■ WORK TO COMPLETE: What you produce should match the records exactly, line for line.
-- RECORDS follows --
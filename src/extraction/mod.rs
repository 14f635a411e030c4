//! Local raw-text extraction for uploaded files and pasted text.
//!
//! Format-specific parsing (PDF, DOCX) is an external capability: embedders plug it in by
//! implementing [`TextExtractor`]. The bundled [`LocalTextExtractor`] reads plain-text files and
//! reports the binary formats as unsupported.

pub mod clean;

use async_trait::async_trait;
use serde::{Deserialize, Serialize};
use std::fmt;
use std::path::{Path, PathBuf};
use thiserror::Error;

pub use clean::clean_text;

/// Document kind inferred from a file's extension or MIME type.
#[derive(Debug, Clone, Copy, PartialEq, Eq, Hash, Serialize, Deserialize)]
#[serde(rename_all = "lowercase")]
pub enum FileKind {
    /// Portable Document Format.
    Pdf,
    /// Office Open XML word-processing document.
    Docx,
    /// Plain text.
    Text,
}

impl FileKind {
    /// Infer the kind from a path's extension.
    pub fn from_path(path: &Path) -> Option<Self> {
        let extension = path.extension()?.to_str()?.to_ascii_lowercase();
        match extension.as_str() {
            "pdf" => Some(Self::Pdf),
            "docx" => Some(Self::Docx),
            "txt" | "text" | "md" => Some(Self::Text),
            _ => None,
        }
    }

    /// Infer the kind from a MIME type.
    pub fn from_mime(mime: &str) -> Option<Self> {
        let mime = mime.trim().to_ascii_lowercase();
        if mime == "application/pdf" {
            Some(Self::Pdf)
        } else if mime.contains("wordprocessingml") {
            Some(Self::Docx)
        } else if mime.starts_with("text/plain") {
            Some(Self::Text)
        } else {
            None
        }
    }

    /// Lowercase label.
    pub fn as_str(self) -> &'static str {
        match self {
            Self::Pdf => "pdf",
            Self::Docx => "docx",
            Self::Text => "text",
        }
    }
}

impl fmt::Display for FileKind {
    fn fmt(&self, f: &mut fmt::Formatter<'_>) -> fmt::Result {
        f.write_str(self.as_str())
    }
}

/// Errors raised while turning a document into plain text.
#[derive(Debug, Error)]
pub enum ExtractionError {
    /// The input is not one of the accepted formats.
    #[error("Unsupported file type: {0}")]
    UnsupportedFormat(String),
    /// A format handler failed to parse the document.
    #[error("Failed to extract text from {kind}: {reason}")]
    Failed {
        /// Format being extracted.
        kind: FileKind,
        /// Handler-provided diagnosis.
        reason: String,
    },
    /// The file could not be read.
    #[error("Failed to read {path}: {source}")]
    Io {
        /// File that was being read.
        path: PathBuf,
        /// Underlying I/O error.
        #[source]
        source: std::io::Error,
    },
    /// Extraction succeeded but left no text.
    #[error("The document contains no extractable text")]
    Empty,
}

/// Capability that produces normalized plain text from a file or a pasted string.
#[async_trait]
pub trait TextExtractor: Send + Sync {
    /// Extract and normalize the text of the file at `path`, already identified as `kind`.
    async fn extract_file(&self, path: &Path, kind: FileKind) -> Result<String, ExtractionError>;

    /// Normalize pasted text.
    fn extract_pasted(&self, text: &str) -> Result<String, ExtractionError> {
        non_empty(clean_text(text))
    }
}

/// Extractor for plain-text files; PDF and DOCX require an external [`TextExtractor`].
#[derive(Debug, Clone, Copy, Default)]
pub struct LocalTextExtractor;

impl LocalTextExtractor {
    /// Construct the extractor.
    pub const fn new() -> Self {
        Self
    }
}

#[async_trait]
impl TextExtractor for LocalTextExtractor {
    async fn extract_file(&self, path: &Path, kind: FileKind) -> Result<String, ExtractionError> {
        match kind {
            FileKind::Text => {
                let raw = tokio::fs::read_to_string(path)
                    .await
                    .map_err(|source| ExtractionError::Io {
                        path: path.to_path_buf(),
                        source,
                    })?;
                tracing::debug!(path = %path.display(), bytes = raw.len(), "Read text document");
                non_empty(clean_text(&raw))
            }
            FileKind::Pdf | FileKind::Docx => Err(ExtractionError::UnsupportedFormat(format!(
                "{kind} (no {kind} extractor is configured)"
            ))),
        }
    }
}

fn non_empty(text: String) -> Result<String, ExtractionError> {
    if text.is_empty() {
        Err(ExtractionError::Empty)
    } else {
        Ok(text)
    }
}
-- RECORDS concluded --
■ ANSWER TO THE PROBLEM:
filename src/extraction/mod.rs
repository 14f635a411e030c4
//! Local raw-text extraction for uploaded files and pasted text.
//!
//! Format-specific parsing (PDF, DOCX) is an external capability: embedders plug it in by
//! implementing [`TextExtractor`]. The bundled [`LocalTextExtractor`] reads plain-text files and
//! reports the binary formats as unsupported.

pub mod clean;

use async_trait::async_trait;
use serde::{Deserialize, Serialize};
use std::fmt;
use std::path::{Path, PathBuf};
use thiserror::Error;

pub use clean::clean_text;

/// Document kind inferred from a file's extension or MIME type.
#[derive(Debug, Clone, Copy, PartialEq, Eq, Hash, Serialize, Deserialize)]
#[serde(rename_all = "lowercase")]
pub enum FileKind {
    /// Portable Document Format.
    Pdf,
    /// Office Open XML word-processing document.
    Docx,
    /// Plain text.
    Text,
}

impl FileKind {
    /// Infer the kind from a path's extension.
    pub fn from_path(path: &Path) -> Option<Self> {
        let extension = path.extension()?.to_str()?.to_ascii_lowercase();
        match extension.as_str() {
            "pdf" => Some(Self::Pdf),
            "docx" => Some(Self::Docx),
            "txt" | "text" | "md" => Some(Self::Text),
            _ => None,
        }
    }

    /// Infer the kind from a MIME type.
    pub fn from_mime(mime: &str) -> Option<Self> {
        let mime = mime.trim().to_ascii_lowercase();
        if mime == "application/pdf" {
            Some(Self::Pdf)
        } else if mime.contains("wordprocessingml") {
            Some(Self::Docx)
        } else if mime.starts_with("text/plain") {
            Some(Self::Text)
        } else {
            None
        }
    }

    /// Lowercase label.
    pub fn as_str(self) -> &'static str {
        match self {
            Self::Pdf => "pdf",
            Self::Docx => "docx",
            Self::Text => "text",
        }
    }
}

impl fmt::Display for FileKind {
    fn fmt(&self, f: &mut fmt::Formatter<'_>) -> fmt::Result {
        f.write_str(self.as_str())
    }
}

/// Errors raised while turning a document into plain text.
#[derive(Debug, Error)]
pub enum ExtractionError {
    /// The input is not one of the accepted formats.
    #[error("Unsupported file type: {0}")]
    UnsupportedFormat(String),
    /// A format handler failed to parse the document.
    #[error("Failed to extract text from {kind}: {reason}")]
    Failed {
        /// Format being extracted.
        kind: FileKind,
        /// Handler-provided diagnosis.
        reason: String,
    },
    /// The file could not be read.
    #[error("Failed to read {path}: {source}")]
    Io {
        /// File that was being read.
        path: PathBuf,
        /// Underlying I/O error.
        #[source]
        source: std::io::Error,
    },
    /// Extraction succeeded but left no text.
    #[error("The document contains no extractable text")]
    Empty,
}

/// Capability that produces normalized plain text from a file or a pasted string.
#[async_trait]
pub trait TextExtractor: Send + Sync {
    /// Extract and normalize the text of the file at `path`, already identified as `kind`.
    async fn extract_file(&self, path: &Path, kind: FileKind) -> Result<String, ExtractionError>;

    /// Normalize pasted text.
    fn extract_pasted(&self, text: &str) -> Result<String, ExtractionError> {
        non_empty(clean_text(text))
    }
}

/// Extractor for plain-text files; PDF and DOCX require an external [`TextExtractor`].
#[derive(Debug, Clone, Copy, Default)]
pub struct LocalTextExtractor;

impl LocalTextExtractor {
    /// Construct the extractor.
    pub const fn new() -> Self {
        Self
    }
}

#[async_trait]
impl TextExtractor for LocalTextExtractor {
    async fn extract_file(&self, path: &Path, kind: FileKind) -> Result<String, ExtractionError> {
        match kind {
            FileKind::Text => {
                let raw = tokio::fs::read_to_string(path)
                    .await
                    .map_err(|source| ExtractionError::Io {
                        path: path.to_path_buf(),
                        source,
                    })?;
                tracing::debug!(path = %path.display(), bytes = raw.len(), "Read text document");
                non_empty(clean_text(&raw))
            }
            FileKind::Pdf | FileKind::Docx => Err(ExtractionError::UnsupportedFormat(format!(
                "{kind} (no {kind} extractor is configured)"
            ))),
        }
    }
}

fn non_empty(text: String) -> Result<String, ExtractionError> {
    if text.is_empty() {
        Err(ExtractionError::Empty)
    } else {
        Ok(text)
    }
}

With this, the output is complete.